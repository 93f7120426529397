use crate::{
    events::EventEmitter, is_execution_handle, ExecutionContext, NodeConfig, NodeDefinition,
    NodeError, NodeId, Value,
};
use async_trait::async_trait;
use serde::{Deserialize, Serialize};
use std::collections::{BTreeMap, HashMap};

/// Executable behavior of a node type
#[async_trait]
pub trait NodeBehavior: Send + Sync {
    /// Run the node and return its raw result; output extraction maps it
    /// onto declared handles afterwards.
    async fn execute(&self, ctx: NodeContext) -> Result<NodeResult, NodeError>;
}

/// Raw result of one behavior invocation
#[derive(Debug, Clone, PartialEq)]
pub enum NodeResult {
    /// One value, bound whole to the first declared data output
    Value(Value),
    /// Values keyed by output handle id, `exec-*` handles included
    Handles(BTreeMap<String, Value>),
}

impl NodeResult {
    pub fn handles<K: Into<String>>(entries: impl IntoIterator<Item = (K, Value)>) -> Self {
        NodeResult::Handles(entries.into_iter().map(|(k, v)| (k.into(), v)).collect())
    }
}

impl From<Value> for NodeResult {
    fn from(value: Value) -> Self {
        NodeResult::Value(value)
    }
}

/// Config validation for a node type
pub trait NodeValidator: Send + Sync {
    fn validate(&self, config: &NodeConfig) -> Validation;
}

impl<F> NodeValidator for F
where
    F: Fn(&NodeConfig) -> Validation + Send + Sync,
{
    fn validate(&self, config: &NodeConfig) -> Validation {
        self(config)
    }
}

#[derive(Debug, Clone, Default, PartialEq, Serialize, Deserialize)]
pub struct Validation {
    pub valid: bool,
    pub errors: Vec<String>,
}

impl Validation {
    pub fn ok() -> Self {
        Self {
            valid: true,
            errors: Vec::new(),
        }
    }

    pub fn from_errors(errors: Vec<String>) -> Self {
        Self {
            valid: errors.is_empty(),
            errors,
        }
    }
}

/// Everything a behavior sees for one invocation
#[derive(Clone)]
pub struct NodeContext {
    pub node_id: NodeId,
    pub node_type: String,

    /// Input values gathered from data predecessors
    pub inputs: HashMap<String, Value>,

    /// Static configuration for this node
    pub config: NodeConfig,

    /// Run-wide context: input values, variables, adapters, resolver
    pub context: ExecutionContext,

    pub events: EventEmitter,
}

impl NodeContext {
    pub fn require_input(&self, name: &str) -> Result<&Value, NodeError> {
        self.inputs
            .get(name)
            .ok_or_else(|| NodeError::MissingInput(name.to_string()))
    }

    pub fn require_config(&self, name: &str) -> Result<&Value, NodeError> {
        self.config
            .get(name)
            .ok_or_else(|| NodeError::Configuration(format!("Missing config: {}", name)))
    }

    pub fn config_str(&self, name: &str) -> Result<&str, NodeError> {
        let value = self.require_config(name)?;
        value
            .as_str()
            .ok_or_else(|| NodeError::Configuration(format!("'{}' must be a string", name)))
    }

    pub fn get_config_or(&self, name: &str, default: Value) -> Value {
        self.config.get(name).cloned().unwrap_or(default)
    }

    /// Input handle value if connected, otherwise the config field of the
    /// same name.
    pub fn input_or_config(&self, name: &str) -> Option<&Value> {
        self.inputs.get(name).or_else(|| self.config.get(name))
    }
}

/// Extracted result of one node execution, keyed by output handle id
#[derive(Debug, Clone, Default, PartialEq, Serialize, Deserialize)]
pub struct NodeOutput {
    pub outputs: BTreeMap<String, Value>,
    pub metadata: NodeMetadata,
}

impl NodeOutput {
    pub fn new() -> Self {
        Self::default()
    }

    pub fn with_output(mut self, handle: impl Into<String>, value: impl Into<Value>) -> Self {
        self.outputs.insert(handle.into(), value.into());
        self
    }

    pub fn get(&self, handle: &str) -> Option<&Value> {
        self.outputs.get(handle)
    }

    /// Map a raw behavior result onto output handles.
    ///
    /// `Handles` is taken as given. A `Value` binds whole, objects included,
    /// to the first declared data output (`"output"` when none is declared).
    pub fn extract(definition: Option<&NodeDefinition>, raw: NodeResult) -> Self {
        let outputs = match raw {
            NodeResult::Handles(handles) => handles,
            NodeResult::Value(value) => {
                let handle = definition
                    .and_then(|d| d.data_outputs().next())
                    .map(|h| h.id.clone())
                    .unwrap_or_else(|| "output".to_string());
                BTreeMap::from([(handle, value)])
            }
        };

        Self {
            outputs,
            metadata: NodeMetadata::default(),
        }
    }

    /// `exec-*` handles that fired, or `None` when the node reported no
    /// control-flow outputs at all.
    pub fn fired_execution_handles(&self) -> Option<Vec<&str>> {
        let mut any = false;
        let fired: Vec<&str> = self
            .outputs
            .iter()
            .filter(|(k, _)| is_execution_handle(k))
            .inspect(|_| any = true)
            .filter(|(_, v)| v.is_truthy())
            .map(|(k, _)| k.as_str())
            .collect();
        any.then_some(fired)
    }
}

/// Metadata about node execution
#[derive(Debug, Clone, Default, PartialEq, Serialize, Deserialize)]
pub struct NodeMetadata {
    pub execution_time_ms: u64,
}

> **What you will do**
Give back exactly the lines of the listing, starting with the first and ending with the one bearing "Values keyed by". Add no other lines.

> **Output of the task**
repository 93f7120426529397
use crate::{
    events::EventEmitter, is_execution_handle, ExecutionContext, NodeConfig, NodeDefinition,
    NodeError, NodeId, Value,
};
use async_trait::async_trait;
use serde::{Deserialize, Serialize};
use std::collections::{BTreeMap, HashMap};

/// Executable behavior of a node type
#[async_trait]
pub trait NodeBehavior: Send + Sync {
    /// Run the node and return its raw result; output extraction maps it
    /// onto declared handles afterwards.
    async fn execute(&self, ctx: NodeContext) -> Result<NodeResult, NodeError>;
}

/// Raw result of one behavior invocation
#[derive(Debug, Clone, PartialEq)]
pub enum NodeResult {
    /// One value, bound whole to the first declared data output
    Value(Value),
    /// Values keyed by output handle id, `exec-*` handles included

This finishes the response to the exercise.